ASSIGNMENT: Scan the records for the word "RequestRecord". Return each line where it is found.

Extracted data entries:
==================================================

use chrono::{DateTime, NaiveDate};
use serde::Deserialize;
use serde_json::Value;
use tracing::warn;
use usage_core::{DailyMetric, RequestRecord, UNKNOWN_MODEL};

/// One row of the upstream day/model aggregation. Numeric sums arrive as numbers or strings.
#[derive(Debug, Clone, Default, Deserialize)]
#[serde(default)]
pub struct RawDailyMetric {
    #[serde(rename = "providedModelName")]
    pub provided_model_name: Option<String>,
    pub time_dimension: Option<String>,
    #[serde(rename = "sum_totalCost")]
    pub sum_total_cost: Value,
    #[serde(rename = "sum_inputTokens")]
    pub sum_input_tokens: Value,
    #[serde(rename = "sum_outputTokens")]
    pub sum_output_tokens: Value,
    #[serde(rename = "sum_totalTokens")]
    pub sum_total_tokens: Value,
    pub count_count: Value,
}

#[derive(Debug, Clone, Default, Deserialize)]
#[serde(default)]
pub struct RawUsage {
    pub input: Value,
    pub output: Value,
    pub total: Value,
}

#[derive(Debug, Clone, Default, Deserialize)]
#[serde(default, rename_all = "camelCase")]
pub struct RawObservation {
    pub id: Option<String>,
    pub trace_id: Option<String>,
    pub name: Option<String>,
    pub model: Option<String>,
    pub start_time: Option<String>,
    pub end_time: Option<String>,
    pub usage: Option<RawUsage>,
    pub input_usage: Value,
    pub output_usage: Value,
    pub total_usage: Value,
    pub calculated_total_cost: Value,
    pub total_cost: Value,
}

/// Converted rows plus the number of raw rows dropped.
#[derive(Debug, Clone, Default)]
pub struct Transformed<T> {
    pub rows: Vec<T>,
    pub skipped: usize,
}

pub fn daily_metrics_from_raw(raw: &[RawDailyMetric]) -> Transformed<DailyMetric> {
    let mut out = Transformed {
        rows: Vec::with_capacity(raw.len()),
        skipped: 0,
    };
    for row in raw {
        let Some(date) = row.time_dimension.as_deref().and_then(date_part) else {
            warn!(time_dimension = ?row.time_dimension, "skipping daily metric without a date");
            out.skipped += 1;
            continue;
        };
        let model = row
            .provided_model_name
            .as_deref()
            .map(str::trim)
            .filter(|model| !model.is_empty())
            .unwrap_or(UNKNOWN_MODEL);
        out.rows.push(DailyMetric {
            date,
            model: model.to_string(),
            input_tokens: coerce_u64(&row.sum_input_tokens),
            output_tokens: coerce_u64(&row.sum_output_tokens),
            total_tokens: coerce_u64(&row.sum_total_tokens),
            request_count: coerce_u64(&row.count_count),
            total_cost: coerce_f64(&row.sum_total_cost).unwrap_or(0.0),
        });
    }
    out
}

pub fn requests_from_observations(raw: &[RawObservation]) -> Transformed<RequestRecord> {
    let mut out = Transformed {
        rows: Vec::with_capacity(raw.len()),
        skipped: 0,
    };
    for observation in raw {
        let Some(id) = observation.id.as_deref().filter(|id| !id.is_empty()) else {
            warn!(trace_id = ?observation.trace_id, "skipping observation without an id");
            out.skipped += 1;
            continue;
        };
        let usage = observation.usage.clone().unwrap_or_default();
        let tokens = |flat: &Value, nested: &Value| {
            if flat.is_null() {
                coerce_u64(nested)
            } else {
                coerce_u64(flat)
            }
        };
        let cost = coerce_f64(&observation.calculated_total_cost)
            .or_else(|| coerce_f64(&observation.total_cost));
        out.rows.push(RequestRecord {
            id: id.to_string(),
            trace_id: observation.trace_id.clone(),
            name: observation.name.clone(),
            model: observation.model.clone(),
            started_at: observation.start_time.clone(),
            finished_at: observation.end_time.clone(),
            input_tokens: tokens(&observation.input_usage, &usage.input),
            output_tokens: tokens(&observation.output_usage, &usage.output),
            total_tokens: tokens(&observation.total_usage, &usage.total),
            cost,
            latency_ms: latency_ms(
                observation.start_time.as_deref(),
                observation.end_time.as_deref(),
            ),
        });
    }
    out
}

/// Milliseconds from start to end when both parse as RFC 3339.
pub fn latency_ms(start: Option<&str>, end: Option<&str>) -> Option<i64> {
    let start = DateTime::parse_from_rfc3339(start?).ok()?;
    let end = DateTime::parse_from_rfc3339(end?).ok()?;
    Some((end - start).num_milliseconds())
}

fn date_part(value: &str) -> Option<String> {
    let date = value.split('T').next()?.trim();
    NaiveDate::parse_from_str(date, "%Y-%m-%d")
        .ok()
        .map(|date| date.format("%Y-%m-%d").to_string())
}

/// Non-negative counts, capped at what an SQLite INTEGER column holds.
fn coerce_u64(value: &Value) -> u64 {
    const MAX_COUNT: u64 = i64::MAX as u64;
    coerce_f64(value)
        .filter(|number| *number > 0.0)
        .map(|number| (number as u64).min(MAX_COUNT))
        .unwrap_or(0)
}

fn coerce_f64(value: &Value) -> Option<f64> {
    let number = match value {
        Value::Number(number) => number.as_f64(),
        Value::String(text) => text.trim().parse::<f64>().ok(),
        _ => None,
    }?;
    number.is_finite().then_some(number)
}

#[cfg(test)]
mod tests {
    use serde_json::json;

    use super::*;

    fn raw_metric(value: Value) -> RawDailyMetric {
        serde_json::from_value(value).expect("raw metric")
    }

    fn raw_observation(value: Value) -> RawObservation {
        serde_json::from_value(value).expect("raw observation")
    }

    #[test]
    fn oversized_counts_are_capped_instead_of_wrapping() {
        let rows = daily_metrics_from_raw(&[raw_metric(json!({
            "providedModelName": "gpt-4o",
            "time_dimension": "2025-03-01T00:00:00.000Z",
            "sum_totalTokens": "1e19",
            "count_count": 1e300
        }))]);
        let metric = &rows.rows[0];
        assert_eq!(metric.total_tokens, i64::MAX as u64);
        assert_eq!(metric.request_count, i64::MAX as u64);
    }

    #[test]
    fn daily_metric_coerces_string_sums() {
        let rows = daily_metrics_from_raw(&[raw_metric(json!({
            "providedModelName": "gpt-4o",
            "time_dimension": "2025-03-01T00:00:00.000Z",
            "sum_totalCost": 1.25,
            "sum_inputTokens": "1200",
            "sum_outputTokens": "300",
            "sum_totalTokens": "1500",
            "count_count": "4"
        }))]);
        assert_eq!(rows.skipped, 0);
        let metric = &rows.rows[0];
        assert_eq!(metric.date, "2025-03-01");
        assert_eq!(metric.model, "gpt-4o");
        assert_eq!(metric.input_tokens, 1200);
        assert_eq!(metric.total_tokens, 1500);
        assert_eq!(metric.request_count, 4);
        assert!((metric.total_cost - 1.25).abs() < 1e-9);
    }

    #[test]
    fn daily_metric_defaults_bad_numbers_and_missing_model() {
        let rows = daily_metrics_from_raw(&[raw_metric(json!({
            "providedModelName": null,
            "time_dimension": "2025-03-02",
            "sum_totalCost": "n/a",
            "sum_inputTokens": {"nested": true},
            "count_count": -3
        }))]);
        let metric = &rows.rows[0];
        assert_eq!(metric.model, UNKNOWN_MODEL);
        assert_eq!(metric.input_tokens, 0);
        assert_eq!(metric.output_tokens, 0);
        assert_eq!(metric.request_count, 0);
        assert_eq!(metric.total_cost, 0.0);
    }

    #[test]
    fn daily_metric_without_date_is_skipped() {
        let rows = daily_metrics_from_raw(&[
            raw_metric(json!({ "providedModelName": "a" })),
            raw_metric(json!({ "providedModelName": "b", "time_dimension": "yesterday" })),
        ]);
        assert!(rows.rows.is_empty());
        assert_eq!(rows.skipped, 2);
    }

    #[test]
    fn observation_prefers_flat_usage_and_computes_latency() {
        let rows = requests_from_observations(&[raw_observation(json!({
            "id": "obs-1",
            "traceId": "trace-1",
            "name": "chat",
            "model": "gpt-4o",
            "startTime": "2025-03-01T10:00:00.000Z",
            "endTime": "2025-03-01T10:00:01.250Z",
            "inputUsage": 10,
            "outputUsage": 5,
            "totalUsage": 15,
            "usage": { "input": 99, "output": 99, "total": 99 },
            "calculatedTotalCost": 0.002
        }))]);
        let record = &rows.rows[0];
        assert_eq!(record.input_tokens, 10);
        assert_eq!(record.output_tokens, 5);
        assert_eq!(record.total_tokens, 15);
        assert_eq!(record.latency_ms, Some(1250));
        assert_eq!(record.cost, Some(0.002));
        assert_eq!(record.trace_id.as_deref(), Some("trace-1"));
    }

    #[test]
    fn observation_falls_back_to_nested_usage_and_total_cost() {
        let rows = requests_from_observations(&[raw_observation(json!({
            "id": "obs-2",
            "startTime": "2025-03-01T10:00:00Z",
            "usage": { "input": 7, "output": "3", "total": 10 },
            "totalCost": 0.5
        }))]);
        let record = &rows.rows[0];
        assert_eq!(record.input_tokens, 7);
        assert_eq!(record.output_tokens, 3);
        assert_eq!(record.cost, Some(0.5));
        assert_eq!(record.latency_ms, None);
        assert_eq!(record.model, None);
    }

    #[test]
    fn observation_without_cost_keeps_null_cost() {
        let rows = requests_from_observations(&[
            raw_observation(json!({ "id": "obs-3", "calculatedTotalCost": null })),
            raw_observation(json!({ "traceId": "orphan" })),
        ]);
        assert_eq!(rows.rows.len(), 1);
        assert_eq!(rows.rows[0].cost, None);
        assert_eq!(rows.skipped, 1);
    }
}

==================================================

SOLUTION FOR THIS EXERCISE:
use usage_core::{DailyMetric, RequestRecord, UNKNOWN_MODEL};
pub fn requests_from_observations(raw: &[RawObservation]) -> Transformed<RequestRecord> {
        out.rows.push(RequestRecord {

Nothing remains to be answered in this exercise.